Strange Rhamphorhynchoid

image_pdfimage_print

The dominance of long tails and head crests has caused skeptics to insinuate that hoaxers are creating a hodge-podge of pterosaur characteristics, taking attributes from different types of pterosaurs and constructing a hoax thereby. Those skeptics, however, fail to carefully examine the hoax hypothesis, for there are numerous problems with the idea that hoaxes played a significant role in the overall eyewitness testimonies.

At least one species of Rhamphorhynchoid (long-tailed pterosaur) known from fossils, the Scaphognathus crassirostris, did have a head crest. The presence of a head crest on a ropen (or modern long-tailed pterosaur) is hardly a sign of a hoax; how many potential hoaxers would know about that fossil? (And how many natives on remote tropical islands would know about any fossils?) Westerners who might consider a pterosaur hoax would most likely use what is well-known in Western culture: stubby-tailed pterosaurs, like those depicted often in movie and television sci-fi. Potential native hoaxers would talk about flying humans that transform themselves into snakes; honest native eyewitnesses talk about a long-tailed feather-less creature, and only some native eyewitnesses have had a good-enough viewing angle to allow them to see the head crest (Gideon Koro, of Umboi Island, was honest enough to admit that he did not have a good view of the head of the giant ropen that flew over Lake Pung around 1994).

The consistency, in eyewitness descriptions from around the world, of the combination of a long tail and a head crest (in a feather-less flying creature) is evidence for a living creature, not a hoax. And why should a modern pterosaur be very much like most pterosaur fossils? Ridicule from skeptics comes from our adopting the obvious interpretation of those eyewitness descriptions: a modern living pterosaur. “Unlike pterosaur fossils” is not just inaccurate: It is irrelevant.

Eskin Kuhn drew this sketch one of the two pterosaurs he saw flying in CubaApparent Rhamphorhynchoid pterosaurs were observed in Cuba, in the mid-20th century

2 Replies to “Strange Rhamphorhynchoid”

  1. I noticed one exception related to the head crest and long tail. Duane Hodgkinson (World War II veteran who reported a “pterodactyl” just west of Finschhafen, New Guinea) reported both a head crest and a long tail. The creature reminded him of the “pterodactyl” in the old “Ally Oop” newspaper cartoon strip (it sometimes showed a creature with both head crest and long tail). A person who did not know much about Hodgkinson’s testimony might consider that the old veteran was unduly influenced by the cartoon image.

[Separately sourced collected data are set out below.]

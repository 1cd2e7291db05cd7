//! Plugin Discovery - 플러그인 후보 발견
//!
//! 관리 디렉토리의 하위 디렉토리 중 엔트리포인트 파일을 가진 것을 찾는다.
//! 구조만 검사하고 아무 코드도 실행하지 않는다.

use super::error::DiscoveryError;
use super::manifest::entry_point;
use std::path::{Path, PathBuf};
use tokio::fs;
use tracing::{debug, info};

/// 후보에서 제외되는 캐시/빌드 산출물 디렉토리
const IGNORED_DIRS: [&str; 3] = ["__pycache__", "target", "node_modules"];

// ============================================================================
// Candidate - 발견된 후보
// ============================================================================

/// 로드 전의 플러그인 후보
#[derive(Debug, Clone, PartialEq, Eq)]
pub struct Candidate {
    /// 디렉토리 이름
    pub name: String,

    /// 플러그인 디렉토리
    pub path: PathBuf,

    /// 엔트리포인트 파일
    pub entry_point: PathBuf,
}

impl Candidate {
    /// 디렉토리 하나를 검사해 후보를 만든다
    pub fn probe(path: &Path) -> Option<Self> {
        if !path.is_dir() {
            return None;
        }
        let name = path.file_name()?.to_string_lossy().to_string();
        if !is_candidate_name(&name) {
            return None;
        }
        let entry_point = entry_point(path)?;
        Some(Self {
            name,
            path: path.to_path_buf(),
            entry_point,
        })
    }
}

/// `_`/`.` 접두사와 캐시 디렉토리 제외
fn is_candidate_name(name: &str) -> bool {
    !name.starts_with('_') && !name.starts_with('.') && !IGNORED_DIRS.contains(&name)
}

// ============================================================================
// PluginDiscovery
// ============================================================================

/// 플러그인 발견 - 몇 번을 호출해도 부작용이 없다
#[derive(Debug, Clone)]
pub struct PluginDiscovery {
    root: PathBuf,
}

impl PluginDiscovery {
    pub fn new(root: impl Into<PathBuf>) -> Self {
        Self { root: root.into() }
    }

    pub fn root(&self) -> &Path {
        &self.root
    }

    /// 후보 목록 (디렉토리 순회 순서)
    ///
    /// 루트가 없으면 빈 목록, 읽을 수 없으면 `DiscoveryError`.
    pub async fn discover(&self) -> Result<Vec<Candidate>, DiscoveryError> {
        if !self.root.exists() {
            debug!("Plugin directory {} does not exist", self.root.display());
            return Ok(Vec::new());
        }

        let unreadable = |source| DiscoveryError::Unreadable {
            path: self.root.clone(),
            source,
        };

        let mut entries = fs::read_dir(&self.root).await.map_err(unreadable)?;
        let mut candidates = Vec::new();

        while let Some(entry) = entries.next_entry().await.map_err(unreadable)? {
            let path = entry.path();
            match Candidate::probe(&path) {
                Some(candidate) => {
                    debug!("Found plugin candidate {} at {}", candidate.name, path.display());
                    candidates.push(candidate);
                }
                None => debug!("Skipping {}", path.display()),
            }
        }

        info!(
            "Discovered {} plugin candidates in {}",
            candidates.len(),
            self.root.display()
        );
        Ok(candidates)
    }
}
//! Plugin Source - 설치 소스 문자열 분류
//!
//! 판정 순서:
//! 1. 디스크에 존재하는 경로 → Local (`owner/repo`라는 로컬 디렉토리도 Local)
//! 2. `http://`, `https://` → Remote
//! 3. `owner/repo` 축약형 → Remote (`https://github.com/owner/repo.git`)
//! 4. 경로처럼 보이는 문자열 (`.`, `/`, `~` 시작 또는 `\` 포함) → Local
//! 5. 그 외 → 패키지 인덱스 이름

use super::error::InstallError;
use super::registry::SourceKind;
use regex::Regex;
use std::path::{Component, Path, PathBuf};
use std::sync::OnceLock;

static SHORTHAND: OnceLock<Option<Regex>> = OnceLock::new();

fn is_shorthand(source: &str) -> bool {
    SHORTHAND
        .get_or_init(|| Regex::new(r"^[A-Za-z0-9][A-Za-z0-9_.-]*/[A-Za-z0-9][A-Za-z0-9_.-]*$").ok())
        .as_ref()
        .map_or(false, |re| re.is_match(source))
}

fn is_path_like(source: &str) -> bool {
    source.starts_with('.')
        || source.starts_with('/')
        || source.starts_with('~')
        || source.contains('\\')
}

// ============================================================================
// PluginSource
// ============================================================================

/// 분류가 끝난 설치 소스
#[derive(Debug, Clone, PartialEq, Eq)]
pub enum PluginSource {
    /// 절대 경로 (존재하지 않을 수 있음)
    Local(PathBuf),
    /// 클론 URL
    Remote(String),
    /// 패키지 이름
    Package(String),
}

impl PluginSource {
    pub fn kind(&self) -> SourceKind {
        match self {
            Self::Local(_) => SourceKind::Local,
            Self::Remote(_) => SourceKind::Remote,
            Self::Package(_) => SourceKind::PackageIndex,
        }
    }

    /// 레지스트리에 쓸 플러그인 이름
    ///
    /// - Local: 마지막 경로 요소
    /// - Remote: 저장소 이름 (`.git` 제거)
    /// - Package: 패키지 이름 그대로
    pub fn plugin_name(&self) -> Result<String, InstallError> {
        let name = match self {
            Self::Local(path) => path
                .file_name()
                .map(|n| n.to_string_lossy().to_string()),
            Self::Remote(url) => url
                .trim_end_matches('/')
                .rsplit(|c| c == '/' || c == ':')
                .next()
                .map(|last| last.trim_end_matches(".git").to_string()),
            Self::Package(package) => Some(package.clone()),
        };

        match name {
            Some(name) if !name.is_empty() && name != "." && name != ".." => Ok(name),
            _ => Err(InstallError::InvalidSource(self.to_string())),
        }
    }
}

impl std::fmt::Display for PluginSource {
    fn fmt(&self, f: &mut std::fmt::Formatter<'_>) -> std::fmt::Result {
        match self {
            Self::Local(path) => write!(f, "{}", path.display()),
            Self::Remote(url) => write!(f, "{}", url),
            Self::Package(package) => write!(f, "{}", package),
        }
    }
}

// ============================================================================
// SourceResolver
// ============================================================================

/// 상대 경로를 해석할 기준 디렉토리를 가진 분류기
#[derive(Debug, Clone)]
pub struct SourceResolver {
    base_dir: PathBuf,
}

impl SourceResolver {
    pub fn new(base_dir: impl Into<PathBuf>) -> Self {
        Self {
            base_dir: base_dir.into(),
        }
    }

    /// 현재 디렉토리 기준
    pub fn current() -> std::io::Result<Self> {
        Ok(Self::new(std::env::current_dir()?))
    }

    pub fn classify(&self, source: &str) -> SourceKind {
        self.resolve(source).kind()
    }

    pub fn resolve(&self, source: &str) -> PluginSource {
        let source = source.trim();
        let path = self.absolute(source);

        if path.exists() {
            let path = path.canonicalize().unwrap_or(path);
            return PluginSource::Local(path);
        }
        if source.starts_with("http://") || source.starts_with("https://") {
            return PluginSource::Remote(source.to_string());
        }
        if is_shorthand(source) {
            return PluginSource::Remote(format!("https://github.com/{}.git", source));
        }
        if is_path_like(source) {
            return PluginSource::Local(path);
        }
        PluginSource::Package(source.to_string())
    }

    /// `~` 확장 후 기준 디렉토리에 붙이고 `.`/`..`를 정리한다
    fn absolute(&self, source: &str) -> PathBuf {
        let expanded = match (source.strip_prefix('~'), dirs::home_dir()) {
            (Some(rest), Some(home)) if rest.is_empty() || rest.starts_with('/') => {
                home.join(rest.trim_start_matches('/'))
            }
            _ => PathBuf::from(source),
        };

        let joined = if expanded.is_absolute() {
            expanded
        } else {
            self.base_dir.join(expanded)
        };
        normalize(&joined)
    }
}

fn normalize(path: &Path) -> PathBuf {
    let mut out = PathBuf::new();
    for component in path.components() {
        match component {
            Component::CurDir => {}
            Component::ParentDir => {
                out.pop();
            }
            other => out.push(other.as_os_str()),
        }
    }
    out
}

    Hodgkinson, however, was not shocked by what he at first thought was a “pterodactyl,” visualizing features that his mind inserted onto the experience. When the creature first took off into the air, he assumed that it must have been a bird; only after looking at it, taking in the features of it, did he realize the differences: long tail and long head crest.

    But few, if any, other eyewitnesses of apparent pterosaurs were likely to have been influenced by that old cartoon strip, for that cartoon went extinct decades ago. Most recent depictions of pterosaurs (movies and television especially) are of Pterodactyloids (short tail).

  2. Pingback: rhamphorhynchoid

Comments are closed.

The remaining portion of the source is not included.